* **What this task involves**:
Set down the lines of the data exactly, starting at the first and stopping after the line containing "one lookup live".

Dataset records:
------

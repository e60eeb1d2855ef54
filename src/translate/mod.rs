//! Word lookups against the external translation provider
//!
//! The provider itself lives outside this crate and is reached through the
//! [`Translator`] trait. [`LookupCoordinator`] keeps at most one lookup live
//! per input field and auto-saves successful translations to history.

pub mod lookup;
pub mod models;

pub use lookup::{LookupCoordinator, LookupError, LookupOutcome, RequestTicket, Translator};
pub use models::{TranslateError, TranslationFields};
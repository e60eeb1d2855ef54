use anyhow::{bail, Context, Result};

use vocabuilder_lib::flashcards::algorithm::format_interval;
use vocabuilder_lib::flashcards::Rating;

use crate::app::App;
use crate::OutputFormat;

pub fn run_session(app: &App, format: &OutputFormat) -> Result<()> {
    let session = app
        .vocabulary
        .build_session(vocabuilder_lib::now_millis())
        .context("Failed to build review session")?;

    match format {
        OutputFormat::Json => {
            let cards: Vec<serde_json::Value> = session
                .cards
                .iter()
                .map(|card| {
                    let progress = session.progress.get(&card.word);
                    serde_json::json!({
                        "card": card,
                        "progress": progress,
                        "isNew": progress.map_or(true, |p| p.is_new()),
                    })
                })
                .collect();
            println!("{}", serde_json::to_string_pretty(&cards)?);
        }
        OutputFormat::Plain => {
            if session.cards.is_empty() {
                println!("Nothing to review. Translate some words first to build your deck.");
                return Ok(());
            }
            println!(
                "{} card(s) (session size {})",
                session.cards.len(),
                app.config.session_size
            );
            for (i, card) in session.cards.iter().enumerate() {
                let progress = session.progress.get(&card.word);
                let badge = if progress.map_or(true, |p| p.is_new()) { "  [New]" } else { "" };
                println!("{:>3}. {}{}", i + 1, card.word, badge);
            }
        }
    }

    Ok(())
}

pub fn run_rate(app: &App, word: &str, rating: Rating, format: &OutputFormat) -> Result<()> {
    let record = app.find_translation(word)?;

    let updated = app
        .vocabulary
        .rate_word(&record.word, rating, vocabuilder_lib::now_millis())
        .context("Failed to save review progress")?;
    let Some(progress) = updated else {
        bail!("Flashcard storage is corrupted. Progress was not saved to avoid overwriting existing data.");
    };

    match format {
        OutputFormat::Json => {
            println!("{}", serde_json::to_string_pretty(&progress)?);
        }
        OutputFormat::Plain => {
            println!(
                "{}: {} → next review in {} (ease {:.2}, {} in a row)",
                progress.word,
                rating,
                format_interval(progress.interval),
                progress.ease_factor,
                progress.repetitions
            );
        }
    }

    Ok(())
}
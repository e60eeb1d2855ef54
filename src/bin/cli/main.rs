mod app;
mod commands;

use std::path::PathBuf;

use clap::{Parser, Subcommand};
use vocabuilder_lib::flashcards::Rating;

#[derive(Parser)]
#[command(name = "vocabuilder-cli", about = "Vocabulary history and flashcard review", version)]
struct Cli {
    /// Use a specific data directory (default: from config.toml, then the platform data dir)
    #[arg(long, global = true)]
    data_dir: Option<PathBuf>,

    /// Output format
    #[arg(long, global = true, default_value = "plain")]
    format: OutputFormat,

    #[command(subcommand)]
    command: Command,
}

#[derive(Clone, Debug, clap::ValueEnum)]
pub enum OutputFormat {
    Plain,
    Json,
}

#[derive(Subcommand)]
enum Command {
    /// Save a translation entered by hand
    Add {
        /// English word
        word: String,
        /// Translation of the word
        #[arg(long)]
        translation: String,
        /// Part of speech (noun, verb, ...)
        #[arg(long = "pos", default_value = "")]
        part_of_speech: String,
        /// Example sentence
        #[arg(long, default_value = "")]
        example: String,
        /// Translation of the example sentence
        #[arg(long, default_value = "")]
        example_translation: String,
    },

    /// List saved translations, newest first
    History {
        /// Maximum entries to show
        #[arg(long)]
        limit: Option<usize>,
        /// Only show entries whose word or translation contains this text
        #[arg(long)]
        search: Option<String>,
    },

    /// Delete a translation by id or word
    Delete {
        /// Translation id, or the word itself
        target: String,
    },

    /// Clear the whole translation history
    Clear,

    /// Show the cards of a new review session
    Session,

    /// Rate a word and schedule its next review
    Rate {
        word: String,
        /// again, good, easy (or 1, 2, 3)
        rating: Rating,
    },

    /// Show review statistics
    Stats,
}

fn main() -> anyhow::Result<()> {
    env_logger::init();

    let cli = Cli::parse();
    let app = app::App::new(cli.data_dir)?;

    match cli.command {
        Command::Add {
            word,
            translation,
            part_of_speech,
            example,
            example_translation,
        } => {
            commands::add::run(
                &app,
                &word,
                translation,
                part_of_speech,
                example,
                example_translation,
                &cli.format,
            )?;
        }
        Command::History { limit, search } => {
            commands::history::run_list(&app, limit, search.as_deref(), &cli.format)?;
        }
        Command::Delete { target } => {
            commands::history::run_delete(&app, &target, &cli.format)?;
        }
        Command::Clear => {
            commands::history::run_clear(&app, &cli.format)?;
        }
        Command::Session => {
            commands::review::run_session(&app, &cli.format)?;
        }
        Command::Rate { word, rating } => {
            commands::review::run_rate(&app, &word, rating, &cli.format)?;
        }
        Command::Stats => {
            commands::stats::run(&app, &cli.format)?;
        }
    }

    Ok(())
}
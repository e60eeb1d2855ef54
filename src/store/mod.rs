//! Durable key-value storage for the vocabulary collections
//!
//! This module provides:
//! - The platform key-value contract (`get`/`set`/`remove`, no transactions)
//! - File and in-memory backends
//! - Whole-collection reads and writes with corruption detection and
//!   backup-on-corruption

pub mod backend;
pub mod collection;

use thiserror::Error;

pub use backend::{FileStore, KeyValueStore, MemoryStore};
pub use collection::{CollectionRead, DurableStore, Schema, SchemaViolation};

#[derive(Error, Debug)]
pub enum StoreError {
    #[error("IO error: {0}")]
    Io(#[from] std::io::Error),

    #[error("JSON error: {0}")]
    Json(#[from] serde_json::Error),

    #[error("Invalid storage key: {0:?}")]
    InvalidKey(String),

    #[error("Data directory not found")]
    DataDirNotFound,
}

pub type Result<T> = std::result::Result<T, StoreError>;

------

* **Solved exercise**:
repository e60eeb1d2855ef54
filename src/translate/mod.rs
//! Word lookups against the external translation provider
//!
//! The provider itself lives outside this crate and is reached through the
//! [`Translator`] trait. [`LookupCoordinator`] keeps at most one lookup live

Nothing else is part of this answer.